Nonalcoholic fatty liver disease (NAFLD) is closely related to insulin resistance, metabolic syndrome, obesity, type 2 diabetes, and dyslipidaemia. Obesity and metabolic syndrome are associated with an increased cancer risk, and recent evidence demonstrated an association between NAFLD and colorectal cancer (CRC). The mechanism of how NAFLD can be associated with increased risk of CRC is not fully understood; however, NAFLD represents a condition of profound insulin resistance and a proinflammatory state. Insulin and insulin-like growth factors may promote the development of CRC through their proliferative and antiapoptotic effects. Patients with NAFLD have reduced expression of adiponectin, an adipokine with anti-inflammatory effects. Importantly, hypoadiponectinemia is associated with an increased risk of CRC. Decreased levels of adiponectin lead to increased insulin levels due to marked insulin resistance and in turn increased insulin growth factor-1 (IGF-1).

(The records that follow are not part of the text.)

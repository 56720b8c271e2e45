pub mod analytics;

pub mod dashboards;

pub mod progress;

pub use analytics::configure_analytics_routes;
pub use dashboards::configure_dashboard_routes;
pub use progress::configure_progress_routes;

Insulin binds to IGF-1 receptors and plays an important role in cell proliferation, apoptosis, and increased production of vascular endothelial growth factor, an angiogenic factor that supports cancer growth. Further studies are needed to establish (i) the pathophysiology of NAFLD with colorectal cancer, (ii) the benefit of early screening of CRC in NAFLD patients, and (iii) the impact of treatment of NAFLD in the modulation of the risk of colorectal cancer.

Figure 1

Relationship between metabolic syndrome, NAFLD, and development of colorectal adenoma and carcinoma.

Figure 2

A proposed mechanism of how metabolic syndrome and NAFLD influence carcinogenesis in colorectal cancer. MS: metabolic syndrome; ILGF-1: insulin-like growth factor-1; IGFBP-3: insulin growth factor binding protein-3; VEGF: vascular endothelial growth factor; TNF: tumour necrosis factor.